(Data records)
※ ※ ※

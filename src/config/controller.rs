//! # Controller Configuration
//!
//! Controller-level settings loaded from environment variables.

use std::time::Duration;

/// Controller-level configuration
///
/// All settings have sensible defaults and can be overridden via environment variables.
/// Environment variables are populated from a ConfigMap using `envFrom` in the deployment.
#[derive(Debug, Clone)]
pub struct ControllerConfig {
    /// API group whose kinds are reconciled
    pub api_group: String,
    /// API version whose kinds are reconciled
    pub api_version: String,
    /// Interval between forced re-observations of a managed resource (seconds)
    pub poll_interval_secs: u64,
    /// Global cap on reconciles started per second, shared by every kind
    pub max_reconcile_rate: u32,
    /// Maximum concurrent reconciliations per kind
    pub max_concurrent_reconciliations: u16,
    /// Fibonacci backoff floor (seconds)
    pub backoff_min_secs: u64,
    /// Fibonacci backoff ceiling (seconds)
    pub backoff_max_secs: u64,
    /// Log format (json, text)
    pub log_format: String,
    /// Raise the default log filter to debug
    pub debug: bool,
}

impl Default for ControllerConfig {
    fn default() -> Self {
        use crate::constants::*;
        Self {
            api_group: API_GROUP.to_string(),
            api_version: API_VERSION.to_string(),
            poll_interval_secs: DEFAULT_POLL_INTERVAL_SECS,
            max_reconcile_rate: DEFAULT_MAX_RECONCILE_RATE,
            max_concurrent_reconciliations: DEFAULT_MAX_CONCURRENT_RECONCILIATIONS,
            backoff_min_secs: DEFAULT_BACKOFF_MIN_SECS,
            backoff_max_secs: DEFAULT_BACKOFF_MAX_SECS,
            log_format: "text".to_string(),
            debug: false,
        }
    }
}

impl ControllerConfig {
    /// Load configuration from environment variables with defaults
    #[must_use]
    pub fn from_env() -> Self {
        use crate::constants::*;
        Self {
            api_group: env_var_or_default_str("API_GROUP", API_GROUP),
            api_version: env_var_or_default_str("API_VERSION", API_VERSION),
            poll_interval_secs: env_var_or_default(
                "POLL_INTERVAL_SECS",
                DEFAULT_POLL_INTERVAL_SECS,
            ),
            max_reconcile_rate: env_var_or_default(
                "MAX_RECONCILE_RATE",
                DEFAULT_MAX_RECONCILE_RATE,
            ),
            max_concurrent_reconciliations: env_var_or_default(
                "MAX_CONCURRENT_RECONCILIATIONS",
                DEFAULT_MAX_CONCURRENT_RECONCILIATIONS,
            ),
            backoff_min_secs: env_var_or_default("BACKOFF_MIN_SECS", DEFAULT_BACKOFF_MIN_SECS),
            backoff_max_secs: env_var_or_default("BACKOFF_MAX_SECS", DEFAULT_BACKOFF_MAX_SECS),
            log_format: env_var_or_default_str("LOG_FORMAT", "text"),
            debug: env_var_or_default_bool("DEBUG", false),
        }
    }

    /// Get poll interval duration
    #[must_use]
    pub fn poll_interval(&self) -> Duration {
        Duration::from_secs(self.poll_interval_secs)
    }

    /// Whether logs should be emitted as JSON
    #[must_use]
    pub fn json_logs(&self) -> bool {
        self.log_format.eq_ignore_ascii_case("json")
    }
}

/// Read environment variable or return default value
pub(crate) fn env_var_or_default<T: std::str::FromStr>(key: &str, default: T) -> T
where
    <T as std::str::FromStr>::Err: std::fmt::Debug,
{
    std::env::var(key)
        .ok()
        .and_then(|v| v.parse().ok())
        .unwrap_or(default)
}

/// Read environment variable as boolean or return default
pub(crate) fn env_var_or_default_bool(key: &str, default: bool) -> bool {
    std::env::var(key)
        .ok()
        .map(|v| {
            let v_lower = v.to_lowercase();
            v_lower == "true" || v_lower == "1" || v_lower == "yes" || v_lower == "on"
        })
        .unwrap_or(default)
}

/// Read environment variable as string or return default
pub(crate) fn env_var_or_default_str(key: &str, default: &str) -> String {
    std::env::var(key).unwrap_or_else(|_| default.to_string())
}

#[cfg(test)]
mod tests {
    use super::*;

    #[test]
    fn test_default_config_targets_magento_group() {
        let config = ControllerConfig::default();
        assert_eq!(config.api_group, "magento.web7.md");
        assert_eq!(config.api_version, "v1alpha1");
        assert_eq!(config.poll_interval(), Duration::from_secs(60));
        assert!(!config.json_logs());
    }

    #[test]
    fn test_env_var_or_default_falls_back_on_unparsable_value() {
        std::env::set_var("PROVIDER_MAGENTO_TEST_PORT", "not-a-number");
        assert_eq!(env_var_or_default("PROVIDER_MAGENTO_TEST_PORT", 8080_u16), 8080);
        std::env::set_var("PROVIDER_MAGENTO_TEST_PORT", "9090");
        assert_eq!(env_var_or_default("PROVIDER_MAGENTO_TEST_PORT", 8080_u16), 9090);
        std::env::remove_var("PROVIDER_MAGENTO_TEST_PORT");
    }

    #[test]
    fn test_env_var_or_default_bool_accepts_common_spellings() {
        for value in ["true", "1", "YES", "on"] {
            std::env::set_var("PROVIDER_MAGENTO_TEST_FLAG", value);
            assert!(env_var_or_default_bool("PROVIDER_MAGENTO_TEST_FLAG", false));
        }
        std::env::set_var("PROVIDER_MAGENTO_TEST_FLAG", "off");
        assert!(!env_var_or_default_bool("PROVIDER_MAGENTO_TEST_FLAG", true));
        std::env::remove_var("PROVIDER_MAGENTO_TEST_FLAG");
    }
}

※ ※ ※

> _TASK GOAL_: Write out all of the entries above, exactly and in full.

> _EXPECTED OUTPUT_:
filename src/config/controller.rs
//! # Controller Configuration
//!
//! Controller-level settings loaded from environment variables.

use std::time::Duration;

/// Controller-level configuration
///
/// All settings have sensible defaults and can be overridden via environment variables.
/// Environment variables are populated from a ConfigMap using `envFrom` in the deployment.
#[derive(Debug, Clone)]
pub struct ControllerConfig {
    /// API group whose kinds are reconciled
    pub api_group: String,
    /// API version whose kinds are reconciled
    pub api_version: String,
    /// Interval between forced re-observations of a managed resource (seconds)
    pub poll_interval_secs: u64,
    /// Global cap on reconciles started per second, shared by every kind
    pub max_reconcile_rate: u32,
    /// Maximum concurrent reconciliations per kind
    pub max_concurrent_reconciliations: u16,
    /// Fibonacci backoff floor (seconds)
    pub backoff_min_secs: u64,
    /// Fibonacci backoff ceiling (seconds)
    pub backoff_max_secs: u64,
    /// Log format (json, text)
    pub log_format: String,
    /// Raise the default log filter to debug
    pub debug: bool,
}

impl Default for ControllerConfig {
    fn default() -> Self {
        use crate::constants::*;
        Self {
            api_group: API_GROUP.to_string(),
            api_version: API_VERSION.to_string(),
            poll_interval_secs: DEFAULT_POLL_INTERVAL_SECS,
            max_reconcile_rate: DEFAULT_MAX_RECONCILE_RATE,
            max_concurrent_reconciliations: DEFAULT_MAX_CONCURRENT_RECONCILIATIONS,
            backoff_min_secs: DEFAULT_BACKOFF_MIN_SECS,
            backoff_max_secs: DEFAULT_BACKOFF_MAX_SECS,
            log_format: "text".to_string(),
            debug: false,
        }
    }
}

impl ControllerConfig {
    /// Load configuration from environment variables with defaults
    #[must_use]
    pub fn from_env() -> Self {
        use crate::constants::*;
        Self {
            api_group: env_var_or_default_str("API_GROUP", API_GROUP),
            api_version: env_var_or_default_str("API_VERSION", API_VERSION),
            poll_interval_secs: env_var_or_default(
                "POLL_INTERVAL_SECS",
                DEFAULT_POLL_INTERVAL_SECS,
            ),
            max_reconcile_rate: env_var_or_default(
                "MAX_RECONCILE_RATE",
                DEFAULT_MAX_RECONCILE_RATE,
            ),
            max_concurrent_reconciliations: env_var_or_default(
                "MAX_CONCURRENT_RECONCILIATIONS",
                DEFAULT_MAX_CONCURRENT_RECONCILIATIONS,
            ),
            backoff_min_secs: env_var_or_default("BACKOFF_MIN_SECS", DEFAULT_BACKOFF_MIN_SECS),
            backoff_max_secs: env_var_or_default("BACKOFF_MAX_SECS", DEFAULT_BACKOFF_MAX_SECS),
            log_format: env_var_or_default_str("LOG_FORMAT", "text"),
            debug: env_var_or_default_bool("DEBUG", false),
        }
    }

    /// Get poll interval duration
    #[must_use]
    pub fn poll_interval(&self) -> Duration {
        Duration::from_secs(self.poll_interval_secs)
    }

    /// Whether logs should be emitted as JSON
    #[must_use]
    pub fn json_logs(&self) -> bool {
        self.log_format.eq_ignore_ascii_case("json")
    }
}

/// Read environment variable or return default value
pub(crate) fn env_var_or_default<T: std::str::FromStr>(key: &str, default: T) -> T
where
    <T as std::str::FromStr>::Err: std::fmt::Debug,
{
    std::env::var(key)
        .ok()
        .and_then(|v| v.parse().ok())
        .unwrap_or(default)
}

/// Read environment variable as boolean or return default
pub(crate) fn env_var_or_default_bool(key: &str, default: bool) -> bool {
    std::env::var(key)
        .ok()
        .map(|v| {
            let v_lower = v.to_lowercase();
            v_lower == "true" || v_lower == "1" || v_lower == "yes" || v_lower == "on"
        })
        .unwrap_or(default)
}

/// Read environment variable as string or return default
pub(crate) fn env_var_or_default_str(key: &str, default: &str) -> String {
    std::env::var(key).unwrap_or_else(|_| default.to_string())
}

#[cfg(test)]
mod tests {
    use super::*;

    #[test]
    fn test_default_config_targets_magento_group() {
        let config = ControllerConfig::default();
        assert_eq!(config.api_group, "magento.web7.md");
        assert_eq!(config.api_version, "v1alpha1");
        assert_eq!(config.poll_interval(), Duration::from_secs(60));
        assert!(!config.json_logs());
    }

    #[test]
    fn test_env_var_or_default_falls_back_on_unparsable_value() {
        std::env::set_var("PROVIDER_MAGENTO_TEST_PORT", "not-a-number");
        assert_eq!(env_var_or_default("PROVIDER_MAGENTO_TEST_PORT", 8080_u16), 8080);
        std::env::set_var("PROVIDER_MAGENTO_TEST_PORT", "9090");
        assert_eq!(env_var_or_default("PROVIDER_MAGENTO_TEST_PORT", 8080_u16), 9090);
        std::env::remove_var("PROVIDER_MAGENTO_TEST_PORT");
    }

    #[test]
    fn test_env_var_or_default_bool_accepts_common_spellings() {
        for value in ["true", "1", "YES", "on"] {
            std::env::set_var("PROVIDER_MAGENTO_TEST_FLAG", value);
            assert!(env_var_or_default_bool("PROVIDER_MAGENTO_TEST_FLAG", false));
        }
        std::env::set_var("PROVIDER_MAGENTO_TEST_FLAG", "off");
        assert!(!env_var_or_default_bool("PROVIDER_MAGENTO_TEST_FLAG", true));
        std::env::remove_var("PROVIDER_MAGENTO_TEST_FLAG");
    }
}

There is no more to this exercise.